The Pittsburgh Tribune was unable to obtain a comment from artist Kurt Hentschlager, but noted that the exhibit may reopen in an altered state to finish its run, scheduled to end October 27th. The Pittsburgh Cultural Trust website notes that the exhibit is restricted to people 18 and older, and the Tribune notes that artgoers must sign a waiver acknowledging the risks of "intense stroboscopic light in combination with thick artificial fog."
Photosensitive epilepsy is a known medical condition in which an individual enters a state of seizure activity due to one or more visual stimuli. One particularly well publicized event was the hospitalization of roughly 700 individuals in Japan for seizures induced by red flickering light on a television broadcast of Pocket Monsters (Pokémon). In addition to the hospitalized people (mostly children), between 5% and 10% of Pokémon viewers experienced seizure activity insufficient to warrant hospitalization. A team of Japanese researchers studied the visual material and its effects and determined that risk factors for visually induced seizures include red flicker and flickering geometric patterns.
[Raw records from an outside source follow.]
use thiserror::Error;

#[derive(Debug, Error)]
pub enum LunchboxError {
    #[error("Invalid request: {0}")]
    InvalidRequest(String),

    #[error("No eligible {group} items for {child}")]
    NoEligibleItems { child: String, group: String },

    #[error("Remote planner error: {0}")]
    Remote(String),

    #[error("IO error: {0}")]
    Io(#[from] std::io::Error),

    #[error("JSON error: {0}")]
    Json(#[from] serde_json::Error),

    #[error("Prompt error: {0}")]
    Prompt(#[from] dialoguer::Error),

    #[error("CSV error: {0}")]
    Csv(#[from] csv::Error),
}

pub type Result<T> = std::result::Result<T, LunchboxError>;
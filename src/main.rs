use std::path::{Path, PathBuf};

use clap::Parser;
use tracing_subscriber::EnvFilter;

use lunchbox_planner_rs::cli::{Cli, Command, PlannerArgs};
use lunchbox_planner_rs::error::Result;
use lunchbox_planner_rs::interface::{
    collect_roster, display_catalog, display_lunchbox_plan, format_lunchbox_plan, prompt_yes_no,
};
use lunchbox_planner_rs::persistence::{load_request, save_plan, save_request, write_grocery_csv};
use lunchbox_planner_rs::planner::meals_for_age;
use lunchbox_planner_rs::service::LunchboxService;

fn main() {
    let cli = Cli::parse();
    init_tracing(cli.verbose);

    if let Err(e) = run(cli) {
        eprintln!("Error: {}", e);
        std::process::exit(1);
    }
}

/// Log to stderr so plan JSON on stdout stays clean.
fn init_tracing(verbose: u8) {
    let default_level = match verbose {
        0 => "warn",
        1 => "info",
        _ => "debug",
    };
    let filter = EnvFilter::try_from_default_env().unwrap_or_else(|_| EnvFilter::new(default_level));

    tracing_subscriber::fmt()
        .with_env_filter(filter)
        .with_writer(std::io::stderr)
        .init();
}

fn run(cli: Cli) -> Result<()> {
    let command = cli.command.unwrap_or_default();

    match command {
        Command::Plan {
            request,
            output,
            grocery_csv,
            text,
            planner,
        } => cmd_plan(&request, output, grocery_csv, text, &planner),
        Command::Roster { planner } => cmd_roster(&planner),
        Command::Catalog { age } => {
            display_catalog(age, &meals_for_age(age));
            Ok(())
        }
    }
}

/// Generate a plan from a request file.
fn cmd_plan(
    request_path: &Path,
    output: Option<PathBuf>,
    grocery_csv: Option<PathBuf>,
    text: bool,
    planner: &PlannerArgs,
) -> Result<()> {
    let request = load_request(request_path)?;
    let service = LunchboxService::from_config(planner.to_config())?;
    let generated = service.generate(&request)?;

    if let Some(path) = &grocery_csv {
        write_grocery_csv(path, &generated.plan.grocery_list)?;
        eprintln!("Grocery list written to {}", path.display());
    }

    match output {
        Some(path) => {
            save_plan(&path, &generated.plan)?;
            eprintln!("Plan written to {}", path.display());
        }
        None if text => print!("{}", format_lunchbox_plan(&generated.plan)),
        None => println!("{}", serde_json::to_string_pretty(&generated.plan)?),
    }

    Ok(())
}

/// Collect a roster interactively, then plan and display it.
fn cmd_roster(planner: &PlannerArgs) -> Result<()> {
    let request = collect_roster()?;
    if request.children.is_empty() {
        println!("No children entered.");
        return Ok(());
    }

    let service = LunchboxService::from_config(planner.to_config())?;
    let generated = service.generate(&request)?;
    display_lunchbox_plan(&generated.plan, generated.source);

    if prompt_yes_no("Save the roster as a request file?", false)? {
        save_request("lunchbox_request.json", &request)?;
        println!("Roster saved to lunchbox_request.json");
    }

    if prompt_yes_no("Save the plan as JSON?", false)? {
        save_plan("lunchbox_plan.json", &generated.plan)?;
        println!("Plan saved to lunchbox_plan.json");
    }

    if prompt_yes_no("Export the grocery list as CSV?", false)? {
        write_grocery_csv("grocery_list.csv", &generated.plan.grocery_list)?;
        println!("Grocery list saved to grocery_list.csv");
    }

    Ok(())
}
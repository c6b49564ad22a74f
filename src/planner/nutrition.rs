use crate::models::{CatalogItem, FoodGroup, NutritionalInfo};
use crate::planner::constants::*;

/// Band for a food group at a given age.
///
/// Only mains vary by age; drinks special-case "Milk" and "Smoothie" by exact name.
pub fn nutrition_band(group: FoodGroup, item_name: &str, age: u32) -> NutritionBand {
    match group {
        FoodGroup::Main => {
            if age <= NUTRITION_SMALL_MAX_AGE {
                MAIN_BAND_SMALL
            } else if age <= NUTRITION_MEDIUM_MAX_AGE {
                MAIN_BAND_MEDIUM
            } else {
                MAIN_BAND_LARGE
            }
        }
        FoodGroup::Fruit => FRUIT_BAND,
        FoodGroup::Vegetable => VEGETABLE_BAND,
        FoodGroup::Snack => SNACK_BAND,
        FoodGroup::Drink => match item_name {
            "Milk" => MILK_BAND,
            "Smoothie" => SMOOTHIE_BAND,
            _ => PLAIN_DRINK_BAND,
        },
    }
}

/// Nutrition record for an item: catalog calories plus the band strings.
pub fn annotate(item: &CatalogItem, group: FoodGroup, age: u32) -> NutritionalInfo {
    let band = nutrition_band(group, &item.name, age);
    NutritionalInfo {
        calories: item.calories,
        protein: band.protein.to_string(),
        carbs: band.carbs.to_string(),
        fat: band.fat.to_string(),
    }
}
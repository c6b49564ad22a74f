use reqwest::blocking::Client;
use serde::Serialize;

use crate::config::RemoteConfig;
use crate::error::{LunchboxError, Result};
use crate::models::Child;
use crate::remote::{parse_child_plan, RemoteChildPlan, RemotePlanner};

/// Remote planner reached over HTTP with a JSON body.
#[derive(Debug, Clone)]
pub struct HttpRemotePlanner {
    endpoint: String,
    client: Client,
}

#[derive(Debug, Serialize)]
struct ChildPlanRequest<'a> {
    child: &'a Child,
    days: u32,
}

impl HttpRemotePlanner {
    pub fn new(config: &RemoteConfig) -> Result<Self> {
        let client = Client::builder()
            .timeout(config.timeout())
            .build()
            .map_err(|e| LunchboxError::Remote(format!("failed to build HTTP client: {e}")))?;

        Ok(Self {
            endpoint: config.endpoint.clone(),
            client,
        })
    }

    pub fn endpoint(&self) -> &str {
        &self.endpoint
    }
}

impl RemotePlanner for HttpRemotePlanner {
    fn generate_child_plan(&self, child: &Child, days: u32) -> Result<RemoteChildPlan> {
        let response = self
            .client
            .post(&self.endpoint)
            .json(&ChildPlanRequest { child, days })
            .send()
            .map_err(|e| {
                tracing::error!("Remote planner request failed: {}", e);
                LunchboxError::Remote(format!("request failed: {e}"))
            })?;

        let status = response.status();
        if !status.is_success() {
            let error_text = response.text().unwrap_or_default();
            tracing::error!("Remote planner error: {} - {}", status, error_text);
            return Err(LunchboxError::Remote(format!(
                "remote planner returned {status}: {error_text}"
            )));
        }

        let body = response.text().map_err(|e| {
            tracing::error!("Failed to read remote planner response: {}", e);
            LunchboxError::Remote(format!("failed to read response: {e}"))
        })?;

        parse_child_plan(child, days, &body)
    }
}
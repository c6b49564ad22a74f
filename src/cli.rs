use std::path::PathBuf;

use clap::{Args, Parser, Subcommand};

use crate::config::{PlannerConfig, RemoteConfig, StarvationPolicy, DEFAULT_REMOTE_TIMEOUT_SECS};
use crate::planner::constants::MAX_MAIN_REDRAWS;

/// Lunchbox planner: allergen-safe, age-appropriate school lunches and shopping lists.
#[derive(Parser, Debug)]
#[command(name = "lunchbox")]
#[command(author, version, about, long_about = None)]
pub struct Cli {
    #[command(subcommand)]
    pub command: Option<Command>,

    /// Increase log verbosity (-v info, -vv debug). RUST_LOG takes precedence.
    #[arg(short, long, action = clap::ArgAction::Count, global = true)]
    pub verbose: u8,
}

#[derive(Subcommand, Debug)]
pub enum Command {
    /// Generate a plan from a JSON request file.
    Plan {
        /// Path to the request JSON ({"children": [...], "days": n}).
        #[arg(short, long)]
        request: PathBuf,

        /// Write the plan JSON here instead of stdout.
        #[arg(short, long)]
        output: Option<PathBuf>,

        /// Also export the grocery list as CSV.
        #[arg(long)]
        grocery_csv: Option<PathBuf>,

        /// Print a human-readable plan to stdout instead of JSON.
        #[arg(long, conflicts_with = "output")]
        text: bool,

        #[command(flatten)]
        planner: PlannerArgs,
    },

    /// Enter a roster interactively and generate a plan.
    Roster {
        #[command(flatten)]
        planner: PlannerArgs,
    },

    /// Show the catalog for an age.
    Catalog {
        /// Child's age in years.
        #[arg(long)]
        age: u32,
    },
}

impl Default for Command {
    fn default() -> Self {
        Command::Roster {
            planner: PlannerArgs::default(),
        }
    }
}

/// Options shared by every command that generates a plan.
#[derive(Args, Debug, Clone)]
pub struct PlannerArgs {
    /// Seed for reproducible plans.
    #[arg(long, env = "LUNCHBOX_SEED")]
    pub seed: Option<u64>,

    /// Remote meal planner endpoint; the rule-based engine is the fallback.
    #[arg(long, env = "LUNCHBOX_REMOTE_URL")]
    pub remote_url: Option<String>,

    /// Remote planner timeout in seconds.
    #[arg(long, default_value_t = DEFAULT_REMOTE_TIMEOUT_SECS)]
    pub remote_timeout_secs: u64,

    /// What to do when allergies and preferences rule out every item in a food group.
    #[arg(long, value_enum, default_value_t = StarvationPolicy::Staple)]
    pub on_starvation: StarvationPolicy,

    /// Redraws allowed to avoid repeating yesterday's main dish.
    #[arg(long, default_value_t = MAX_MAIN_REDRAWS)]
    pub max_main_redraws: u32,
}

impl Default for PlannerArgs {
    fn default() -> Self {
        Self {
            seed: None,
            remote_url: None,
            remote_timeout_secs: DEFAULT_REMOTE_TIMEOUT_SECS,
            on_starvation: StarvationPolicy::default(),
            max_main_redraws: MAX_MAIN_REDRAWS,
        }
    }
}

impl PlannerArgs {
    pub fn to_config(&self) -> PlannerConfig {
        PlannerConfig {
            starvation: self.on_starvation,
            max_main_redraws: self.max_main_redraws,
            seed: self.seed,
            remote: self.remote_url.as_ref().map(|endpoint| RemoteConfig {
                endpoint: endpoint.clone(),
                timeout_secs: self.remote_timeout_secs,
            }),
        }
    }
}

#[cfg(test)]
mod tests {
    use super::*;

    #[test]
    fn test_parse_plan_command() {
        let cli = Cli::try_parse_from([
            "lunchbox",
            "plan",
            "--request",
            "req.json",
            "--seed",
            "7",
            "--on-starvation",
            "fail",
        ])
        .unwrap();

        match cli.command {
            Some(Command::Plan {
                request, planner, ..
            }) => {
                assert_eq!(request, PathBuf::from("req.json"));
                let config = planner.to_config();
                assert_eq!(config.seed, Some(7));
                assert_eq!(config.starvation, StarvationPolicy::Fail);
                assert_eq!(config.max_main_redraws, MAX_MAIN_REDRAWS);
            }
            other => panic!("unexpected command: {:?}", other),
        }
    }

    #[test]
    fn test_text_conflicts_with_output() {
        let result = Cli::try_parse_from([
            "lunchbox",
            "plan",
            "--request",
            "req.json",
            "--output",
            "plan.json",
            "--text",
        ]);
        let err = result.unwrap_err();
        assert_eq!(err.kind(), clap::error::ErrorKind::ArgumentConflict);

        let cli =
            Cli::try_parse_from(["lunchbox", "plan", "--request", "req.json", "--text"]).unwrap();
        assert!(matches!(cli.command, Some(Command::Plan { text: true, .. })));
    }

    #[test]
    fn test_remote_args_build_remote_config() {
        let args = PlannerArgs {
            remote_url: Some("http://localhost:8000/plan".to_string()),
            remote_timeout_secs: 5,
            ..Default::default()
        };
        let remote = args.to_config().remote.unwrap();
        assert_eq!(remote.endpoint, "http://localhost:8000/plan");
        assert_eq!(remote.timeout_secs, 5);
    }

    #[test]
    fn test_cli_definition_is_valid() {
        use clap::CommandFactory;
        Cli::command().debug_assert();
    }
}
British researchers pursuing a separate investigation (not of Pokémon) note that stimuli such as stroboscopic lights and other types of repetitive sensory input can have different effects on sensitive individuals, and that it is important to determine which stimuli produce which responses. Indeed, even properly functioning televisions pre-dating the digital era were known to cause seizures in sensitive individuals due to low-level flickering. Researchers in the Netherlands believe that prescription glasses with tinted lenses may help some individuals to avoid photo-induced seizures. It seems wise for individuals to take art exhibit warnings seriously and not assume that installations open to the public are safe for everyone.